Chirping up a storm, the birds in my backyard are letting me know that their feeders are empty. I look out the window to the feeding station and see that the sunflower seeds have disappeared and all but one-inch of Nyjer seed remains in another feeder. It’s a quite a job to stay on top of filling three feeders, a suet cage, and a hummingbird feeder every couple of days. Not to mention, hauling and storing the bird seed, cleaning and filling a bird bath and making sure my husband puts only bird-safe algaecide in our fountain. It’s a lot of work, but the sweet songs of thanks I hear every time I step outside remind me of why I do it!

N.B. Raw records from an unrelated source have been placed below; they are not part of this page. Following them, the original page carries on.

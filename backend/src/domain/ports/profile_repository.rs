//! Port for the `profiles` collection.

use async_trait::async_trait;

use crate::domain::{Error, Profile, Role, UserId};

use super::define_port_error;

define_port_error! {
    /// Errors raised by profile repository adapters.
    pub enum ProfileRepositoryError {
        /// A profile already exists for the identity.
        Duplicate { id: String } => "profile already exists for {id}",
        /// Repository connection could not be established.
        Connection { message: String } => "profile repository connection failed: {message}",
        /// Query or mutation failed during execution.
        Query { message: String } => "profile repository query failed: {message}",
    }
}

/// Read and write profile records.
#[cfg_attr(test, mockall::automock)]
#[async_trait]
pub trait ProfileRepository: Send + Sync {
    /// Fetch the profile for an identity; `None` when no record exists.
    async fn find_by_id(&self, id: &UserId) -> Result<Option<Profile>, ProfileRepositoryError>;

    /// Insert a new profile.
    async fn insert(&self, profile: &Profile) -> Result<(), ProfileRepositoryError>;

    /// List profiles, optionally restricted to one role.
    async fn list(&self, role: Option<Role>) -> Result<Vec<Profile>, ProfileRepositoryError>;
}

/// Fixture with no stored profiles that accepts every insert.
#[derive(Debug, Default, Clone, Copy)]
pub struct FixtureProfileRepository;

#[async_trait]
impl ProfileRepository for FixtureProfileRepository {
    async fn find_by_id(&self, _id: &UserId) -> Result<Option<Profile>, ProfileRepositoryError> {
        Ok(None)
    }

    async fn insert(&self, _profile: &Profile) -> Result<(), ProfileRepositoryError> {
        Ok(())
    }

    async fn list(&self, _role: Option<Role>) -> Result<Vec<Profile>, ProfileRepositoryError> {
        Ok(Vec::new())
    }
}

impl From<ProfileRepositoryError> for Error {
    fn from(err: ProfileRepositoryError) -> Self {
        match err {
            ProfileRepositoryError::Duplicate { .. } => Error::conflict(err.to_string()),
            ProfileRepositoryError::Connection { message } => Error::service_unavailable(message),
            ProfileRepositoryError::Query { message } => Error::internal(message),
        }
    }
}
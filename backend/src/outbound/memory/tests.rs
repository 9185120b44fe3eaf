//! Behaviour coverage for the in-memory backend.

use chrono::{TimeZone, Utc};
use rstest::{fixture, rstest};

use super::seed::{ECOMMERCE_ID, EMILY_ID, SOCIAL_ID, TASKS_ID};
use super::*;
use crate::domain::ports::{
    AuthService, AuthServiceError, DEMO_USERS, DemoUser, FeedbackRepository, FileStorage,
    FileStorageError, FileUpload, ProfileRepository, ProfileRepositoryError, ProjectRepository,
    RequestRepository, SubmissionRepository,
};
use crate::domain::{
    DisplayName, LoginCredentials, ProjectStatus, RequestId, RequestStatus, Role, SignupDetails,
    SubmissionId, SubmissionStatus,
};

#[fixture]
fn backend() -> MemoryBackend {
    MemoryBackend::seeded().expect("seed data is valid")
}

fn mentor() -> UserId {
    DemoUser::for_role(Role::Mentor).id.clone()
}

#[rstest]
#[tokio::test]
async fn demo_accounts_sign_in_with_the_demo_password(backend: MemoryBackend) {
    for user in &DEMO_USERS {
        let creds = LoginCredentials::try_from_parts(user.email, DEMO_PASSWORD).expect("shape");
        let identity = backend.sign_in(&creds).await.expect("signed in");
        assert_eq!(identity.id(), &user.id);
        let profile = ProfileRepository::find_by_id(&backend, &user.id)
            .await
            .expect("lookup")
            .expect("profile seeded");
        assert_eq!(profile.role(), user.role);
    }
}

#[rstest]
#[case("john@example.com", "wrong")]
#[case("nobody@example.com", DEMO_PASSWORD)]
#[tokio::test]
async fn bad_credentials_are_rejected(
    backend: MemoryBackend,
    #[case] email: &str,
    #[case] password: &str,
) {
    let creds = LoginCredentials::try_from_parts(email, password).expect("shape");
    let err = backend.sign_in(&creds).await.expect_err("rejected");
    assert_eq!(err, AuthServiceError::invalid_credentials());
}

#[rstest]
#[tokio::test]
async fn sign_up_registers_once_per_email(backend: MemoryBackend) {
    let details =
        SignupDetails::try_from_parts("Ada Lovelace", "Ada@Example.com", "secret1", Role::Mentor)
            .expect("valid");
    let identity = backend.sign_up(&details).await.expect("registered");
    assert_eq!(identity.email().as_ref(), "ada@example.com");
    assert_eq!(
        backend.identity(identity.id()).await.expect("lookup"),
        Some(identity.clone())
    );

    let again = backend.sign_up(&details).await.expect_err("duplicate");
    assert!(matches!(again, AuthServiceError::EmailTaken { .. }));

    let creds = LoginCredentials::try_from_parts("ada@example.com", "secret1").expect("shape");
    assert_eq!(backend.sign_in(&creds).await.expect("signed in"), identity);
}

#[rstest]
#[tokio::test]
async fn duplicate_profiles_are_refused(backend: MemoryBackend) {
    let profile = Profile::new(
        EMILY_ID,
        DisplayName::new("Emily Davis").expect("name"),
        Role::Coordinator,
    );
    let err = ProfileRepository::insert(&backend, &profile)
        .await
        .expect_err("exists");
    assert!(matches!(err, ProfileRepositoryError::Duplicate { .. }));
}

#[rstest]
#[tokio::test]
async fn profiles_filter_by_role(backend: MemoryBackend) {
    let mentees = ProfileRepository::list(&backend, Some(Role::Mentee))
        .await
        .expect("list");
    let names: Vec<_> = mentees.iter().map(|p| p.name().as_ref().to_owned()).collect();
    assert_eq!(names, ["Emily Davis", "John Smith"]);
    assert_eq!(
        ProfileRepository::list(&backend, None).await.expect("list").len(),
        4
    );
}

#[rstest]
#[tokio::test]
async fn seeded_projects_belong_to_the_demo_mentor(backend: MemoryBackend) {
    let projects = ProjectRepository::list_by_mentor(&backend, &mentor()).await.expect("list");
    let ids: Vec<_> = projects.iter().map(|p| p.id).collect();
    assert_eq!(ids, [ECOMMERCE_ID, TASKS_ID, SOCIAL_ID]);
    assert_eq!(projects[1].status, ProjectStatus::Available);
}

#[rstest]
#[tokio::test]
async fn deleting_a_project_reports_whether_it_existed(backend: MemoryBackend) {
    assert!(ProjectRepository::delete(&backend, SOCIAL_ID).await.expect("delete"));
    assert!(!ProjectRepository::delete(&backend, SOCIAL_ID).await.expect("delete"));
    assert_eq!(ProjectRepository::list(&backend).await.expect("list").len(), 2);
}

#[rstest]
#[tokio::test]
async fn requests_list_newest_first(backend: MemoryBackend) {
    let rows = RequestRepository::list(&backend).await.expect("list");
    assert_eq!(rows.len(), 2);
    assert_eq!(rows[0].mentee_id, EMILY_ID);
    assert!(rows[0].created_at > rows[1].created_at);

    let scoped = RequestRepository::list_for_projects(&backend, &[TASKS_ID])
        .await
        .expect("list");
    assert_eq!(scoped.len(), 1);
}

#[rstest]
#[tokio::test]
async fn status_updates_return_the_row(backend: MemoryBackend) {
    let request = RequestRepository::list_by_mentee(&backend, &EMILY_ID)
        .await
        .expect("list")
        .remove(0);
    let updated = RequestRepository::update_status(&backend, request.id, RequestStatus::Approved)
        .await
        .expect("update")
        .expect("present");
    assert_eq!(updated.status, RequestStatus::Approved);

    let missing =
        RequestRepository::update_status(&backend, RequestId::random(), RequestStatus::Rejected)
            .await
            .expect("update");
    assert!(missing.is_none());

    let absent = SubmissionRepository::update_status(
        &backend,
        SubmissionId::random(),
        SubmissionStatus::Approved,
    )
    .await
    .expect("update");
    assert!(absent.is_none());
}

#[rstest]
#[tokio::test]
async fn submissions_sort_by_submission_time(backend: MemoryBackend) {
    let mentee = DemoUser::for_role(Role::Mentee).id.clone();
    let later = Submission {
        id: SubmissionId::random(),
        project_id: TASKS_ID,
        mentee_id: mentee.clone(),
        github_link: None,
        file_url: Some("/files/a.zip".into()),
        submitted_at: Utc.with_ymd_and_hms(2025, 5, 1, 8, 0, 0).single().expect("ts"),
        status: SubmissionStatus::Pending,
    };
    SubmissionRepository::insert(&backend, &later).await.expect("insert");

    let rows = SubmissionRepository::list_by_mentee(&backend, &mentee).await.expect("list");
    assert_eq!(rows.len(), 2);
    assert_eq!(rows[0].id, later.id);

    let feedback = backend
        .list_for_submissions(&[rows[1].id])
        .await
        .expect("list");
    assert_eq!(feedback.len(), 1);
    assert_eq!(feedback[0].rating.get(), 4);
}

#[rstest]
#[tokio::test]
async fn uploads_are_stored_and_published(backend: MemoryBackend) {
    let url = backend
        .upload(FileUpload {
            path: "/submissions/john/site.zip".into(),
            content_type: "application/zip".into(),
            bytes: vec![1, 2, 3],
        })
        .await
        .expect("stored");
    assert_eq!(url, "/files/submissions/john/site.zip");
    let stored = backend.file("submissions/john/site.zip").expect("present");
    assert_eq!(stored.bytes, [1, 2, 3]);
}

#[rstest]
#[tokio::test]
async fn oversized_uploads_are_refused(backend: MemoryBackend) {
    let err = backend
        .upload(FileUpload {
            path: "big.bin".into(),
            content_type: "application/octet-stream".into(),
            bytes: vec![0; MAX_UPLOAD_BYTES + 1],
        })
        .await
        .expect_err("too large");
    assert_eq!(err, FileStorageError::too_large(MAX_UPLOAD_BYTES));
    assert!(backend.file("big.bin").is_none());
}

#[rstest]
#[tokio::test]
async fn poisoned_tables_surface_as_query_errors() {
    let backend = MemoryBackend::default();
    let poisoner = backend.clone();
    let _ = std::thread::spawn(move || {
        let _guard = poisoner.tables.write().expect("lock");
        panic!("poison the lock");
    })
    .join();

    let err = ProjectRepository::list(&backend).await.expect_err("poisoned");
    assert!(err.to_string().contains("unavailable"));
    assert!(FeedbackRepository::list(&backend).await.is_err());
}
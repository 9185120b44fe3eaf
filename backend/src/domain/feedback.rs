//! Mentor feedback on submissions.

use chrono::{DateTime, Utc};
use serde::{Deserialize, Serialize};
use utoipa::ToSchema;

use super::project::{missing_field, required_text};
use super::{Error, FeedbackId, SubmissionId, UserId};

/// Star rating between one and five inclusive.
#[derive(Debug, Clone, Copy, PartialEq, Eq, PartialOrd, Ord, Hash, Serialize, Deserialize, ToSchema)]
#[serde(try_from = "u8", into = "u8")]
#[schema(value_type = u8)]
pub struct Rating(u8);

impl Rating {
    pub const MIN: u8 = 1;
    pub const MAX: u8 = 5;

    /// Validate a rating.
    ///
    /// # Examples
    /// ```
    /// use backend::domain::Rating;
    ///
    /// assert_eq!(Rating::new(4).map(|r| r.get()), Ok(4));
    /// assert!(Rating::new(0).is_err());
    /// assert!(Rating::new(6).is_err());
    /// ```
    pub fn new(value: u8) -> Result<Self, RatingError> {
        if (Self::MIN..=Self::MAX).contains(&value) {
            Ok(Self(value))
        } else {
            Err(RatingError(value))
        }
    }

    /// Numeric value.
    pub const fn get(self) -> u8 {
        self.0
    }
}

/// Rating outside `1..=5`.
#[derive(Debug, Clone, Copy, PartialEq, Eq, thiserror::Error)]
#[error("rating must be between 1 and 5, got {0}")]
pub struct RatingError(pub u8);

impl From<Rating> for u8 {
    fn from(value: Rating) -> Self {
        value.0
    }
}

impl TryFrom<u8> for Rating {
    type Error = RatingError;

    fn try_from(value: u8) -> Result<Self, Self::Error> {
        Self::new(value)
    }
}

/// Row of the `feedback` collection.
#[derive(Debug, Clone, PartialEq, Eq, Serialize, Deserialize, ToSchema)]
#[serde(rename_all = "camelCase")]
pub struct Feedback {
    pub id: FeedbackId,
    pub submission_id: SubmissionId,
    #[schema(value_type = String)]
    pub mentor_id: UserId,
    pub comment: String,
    pub rating: Rating,
    pub created_at: DateTime<Utc>,
}

/// Validated feedback input.
#[derive(Debug, Clone, PartialEq, Eq)]
pub struct NewFeedback {
    submission_id: SubmissionId,
    mentor_id: UserId,
    comment: String,
    rating: Rating,
}

impl NewFeedback {
    /// Validate the comment and rating.
    pub fn try_new(
        submission_id: SubmissionId,
        mentor_id: UserId,
        comment: &str,
        rating: Option<u8>,
    ) -> Result<Self, Error> {
        let comment = required_text(comment, "comment")?;
        let rating = rating
            .ok_or_else(|| missing_field("rating"))
            .and_then(|raw| {
                Rating::new(raw).map_err(|err| {
                    Error::invalid_request(err.to_string()).with_details(
                        serde_json::json!({ "field": "rating", "code": "out_of_range" }),
                    )
                })
            })?;
        Ok(Self {
            submission_id,
            mentor_id,
            comment,
            rating,
        })
    }

    /// Submission the feedback targets.
    pub fn submission_id(&self) -> SubmissionId {
        self.submission_id
    }

    /// Materialise the row.
    pub fn into_feedback(self, id: FeedbackId, created_at: DateTime<Utc>) -> Feedback {
        Feedback {
            id,
            submission_id: self.submission_id,
            mentor_id: self.mentor_id,
            comment: self.comment,
            rating: self.rating,
            created_at,
        }
    }
}

#[cfg(test)]
mod tests {
    use super::*;
    use rstest::rstest;

    fn detail_code(err: &Error) -> Option<&str> {
        err.details().and_then(|d| d.get("code")).and_then(|c| c.as_str())
    }

    #[rstest]
    #[case("", Some(4), "missing_field")]
    #[case("Nice", None, "missing_field")]
    #[case("Nice", Some(0), "out_of_range")]
    #[case("Nice", Some(6), "out_of_range")]
    fn rejects_invalid_feedback(
        #[case] comment: &str,
        #[case] rating: Option<u8>,
        #[case] code: &str,
    ) {
        let err = NewFeedback::try_new(SubmissionId::random(), UserId::random(), comment, rating)
            .expect_err("invalid feedback");
        assert_eq!(detail_code(&err), Some(code));
    }

    #[rstest]
    fn rating_deserialisation_is_validated() {
        assert!(serde_json::from_str::<Rating>("5").is_ok());
        assert!(serde_json::from_str::<Rating>("9").is_err());
    }
}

#1 – Repurposing Phone Booths
The other day, my husband and I were talking about things that are becoming obsolete and one of the items brought up for discussion were phone booths. Shortly after that discussion, I read about John Locke, a Columbia architecture graduate who wants to convert New York’s pay phones into sharing libraries. To date, he’s placed bookshelves and books in two phone booths with mixed results. Read about his interesting project and see additional photos here.
#2 – Got Lemons?
Wanting to save the remaining Meyer lemons in my yard from being half-eaten and left to rot by pesky squirrels, I decided to look for yet another way to save them for future use. In the past, my husband has made limoncello, an Italian lemon liqueur, but unfortunately, there’s only so much limoncello we can drink! I’ve also tried juicing the lemons and freezing the juice, but it’s such a waste of flavorful rind. This year I’m preserving the lemons in a more traditional way – in jars with salt and lemon juice. Read the New York Times article on “Preserving Lemons the Traditional Way” if you’ve got lemons and want to learn the technique.
#3 – Paris vs. New York
The introduction reads “Macaroon vs. cupcake, Proust vs. Salinger, bobo vs. hipster, bordeaux vs. cosmo.” These are some of the comparisons that graphic designer Vahram Muratyan illustrated with his minimalist-style portraits and they are included in his book Paris versus New York: a Tally of Two Cities.
#4 – An Arm and a Leg
A recent email from my fitness club contained a link to the Limbs for Life Foundation. After checking out the site, I became more grateful for my healthy limbs and more aware of the difficulties amputees face. Depending on the specific type, a prosthetic limb can cost anywhere from $6000 to $65,000 and possibly even more. Due to wear and tear of the prosthetic or growth of the wearer, prostheses have to be continually replaced. Most insurance companies pay a very small fraction of the cost and usually on a once per person per lifetime basis. Many leg amputees, who cannot afford to pay their share, become wheelchair-bound. If you want to learn more about Limbs for Life click on the link above or watch the video below:
#5 – Going Somewhere?
“The first step towards getting somewhere is to decide you are not going to stay where you are.”
— John Pierpoint
Thanks for reading! Have a great weekend!